● **Aim of the exercise**:
Nothing in the data may be altered; copy it all exactly.

★ ★ ★

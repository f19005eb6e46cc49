//! Reciprocal Rank Fusion and hybrid score blending.
//!
//! Fusion operates on opaque document keys (virtual paths) so it stays
//! independent of where the rank lists came from.

use std::collections::HashMap;

/// RRF constant; higher values flatten the contribution of top ranks.
pub const RRF_K: usize = 60;

/// How many fused candidates move on to reranking.
pub const RRF_CANDIDATES: usize = 30;

/// A fused document with its combined score.
#[derive(Debug, Clone)]
pub struct RrfResult {
    /// Document key, `qmd://{collection}/{path}`.
    pub key: String,
    /// Weighted RRF sum plus best-rank bonus.
    pub score: f64,
    /// Best (smallest) 0-based rank across all input lists.
    pub best_rank: usize,
}

/// Fuse rank lists of document keys with Reciprocal Rank Fusion.
///
/// Each document scores `Σ wᵢ / (k + rankᵢ + 1)` over the lists that
/// contain it (0-based ranks), plus a bonus for showing up at the very
/// top of any list: +0.05 for rank 0, +0.02 for ranks 1-2. Results sort
/// by score descending; ties keep first-seen order.
pub fn reciprocal_rank_fusion(
    lists: &[Vec<String>],
    weights: Option<&[f64]>,
    k: usize,
) -> Vec<RrfResult> {
    let mut scores: HashMap<&str, (f64, usize, usize)> = HashMap::new();
    let mut order: Vec<&str> = Vec::new();

    for (list_idx, list) in lists.iter().enumerate() {
        let weight = weights
            .and_then(|w| w.get(list_idx).copied())
            .unwrap_or(1.0);
        for (rank, key) in list.iter().enumerate() {
            let entry = scores.entry(key.as_str()).or_insert_with(|| {
                order.push(key.as_str());
                (0.0, usize::MAX, order.len() - 1)
            });
            entry.0 += weight / (k as f64 + rank as f64 + 1.0);
            entry.1 = entry.1.min(rank);
        }
    }

    let mut fused: Vec<RrfResult> = order
        .iter()
        .map(|key| {
            let (mut score, best_rank, _) = scores[key];
            if best_rank == 0 {
                score += 0.05;
            } else if best_rank <= 2 {
                score += 0.02;
            }
            RrfResult {
                key: (*key).to_string(),
                score,
                best_rank,
            }
        })
        .collect();

    // Stable sort keeps insertion order for equal scores.
    fused.sort_by(|a, b| b.score.partial_cmp(&a.score).unwrap_or(std::cmp::Ordering::Equal));
    fused
}

/// RRF weight applied at blend time, by 1-based fused rank.
///
/// Top fused candidates trust the fusion ordering; the tail leans on the
/// reranker.
pub fn rrf_blend_weight(rrf_rank: usize) -> f64 {
    if rrf_rank <= 3 {
        0.75
    } else if rrf_rank <= 10 {
        0.60
    } else {
        0.40
    }
}

/// Blend a fused rank with a rerank score into the final ordering key.
pub fn blend_score(rrf_rank: usize, rerank_score: f64) -> f64 {
    let w = rrf_blend_weight(rrf_rank);
    w * (1.0 / rrf_rank as f64) + (1.0 - w) * rerank_score
}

★ ★ ★

● **Worked solution**:
repository f19005eb6e46cc49
//! Reciprocal Rank Fusion and hybrid score blending.
//!
//! Fusion operates on opaque document keys (virtual paths) so it stays
//! independent of where the rank lists came from.

use std::collections::HashMap;

/// RRF constant; higher values flatten the contribution of top ranks.
pub const RRF_K: usize = 60;

/// How many fused candidates move on to reranking.
pub const RRF_CANDIDATES: usize = 30;

/// A fused document with its combined score.
#[derive(Debug, Clone)]
pub struct RrfResult {
    /// Document key, `qmd://{collection}/{path}`.
    pub key: String,
    /// Weighted RRF sum plus best-rank bonus.
    pub score: f64,
    /// Best (smallest) 0-based rank across all input lists.
    pub best_rank: usize,
}

/// Fuse rank lists of document keys with Reciprocal Rank Fusion.
///
/// Each document scores `Σ wᵢ / (k + rankᵢ + 1)` over the lists that
/// contain it (0-based ranks), plus a bonus for showing up at the very
/// top of any list: +0.05 for rank 0, +0.02 for ranks 1-2. Results sort
/// by score descending; ties keep first-seen order.
pub fn reciprocal_rank_fusion(
    lists: &[Vec<String>],
    weights: Option<&[f64]>,
    k: usize,
) -> Vec<RrfResult> {
    let mut scores: HashMap<&str, (f64, usize, usize)> = HashMap::new();
    let mut order: Vec<&str> = Vec::new();

    for (list_idx, list) in lists.iter().enumerate() {
        let weight = weights
            .and_then(|w| w.get(list_idx).copied())
            .unwrap_or(1.0);
        for (rank, key) in list.iter().enumerate() {
            let entry = scores.entry(key.as_str()).or_insert_with(|| {
                order.push(key.as_str());
                (0.0, usize::MAX, order.len() - 1)
            });
            entry.0 += weight / (k as f64 + rank as f64 + 1.0);
            entry.1 = entry.1.min(rank);
        }
    }

    let mut fused: Vec<RrfResult> = order
        .iter()
        .map(|key| {
            let (mut score, best_rank, _) = scores[key];
            if best_rank == 0 {
                score += 0.05;
            } else if best_rank <= 2 {
                score += 0.02;
            }
            RrfResult {
                key: (*key).to_string(),
                score,
                best_rank,
            }
        })
        .collect();

    // Stable sort keeps insertion order for equal scores.
    fused.sort_by(|a, b| b.score.partial_cmp(&a.score).unwrap_or(std::cmp::Ordering::Equal));
    fused
}

/// RRF weight applied at blend time, by 1-based fused rank.
///
/// Top fused candidates trust the fusion ordering; the tail leans on the
/// reranker.
pub fn rrf_blend_weight(rrf_rank: usize) -> f64 {
    if rrf_rank <= 3 {
        0.75
    } else if rrf_rank <= 10 {
        0.60
    } else {
        0.40
    }
}

/// Blend a fused rank with a rerank score into the final ordering key.
pub fn blend_score(rrf_rank: usize, rerank_score: f64) -> f64 {
    let w = rrf_blend_weight(rrf_rank);
    w * (1.0 / rrf_rank as f64) + (1.0 - w) * rerank_score
}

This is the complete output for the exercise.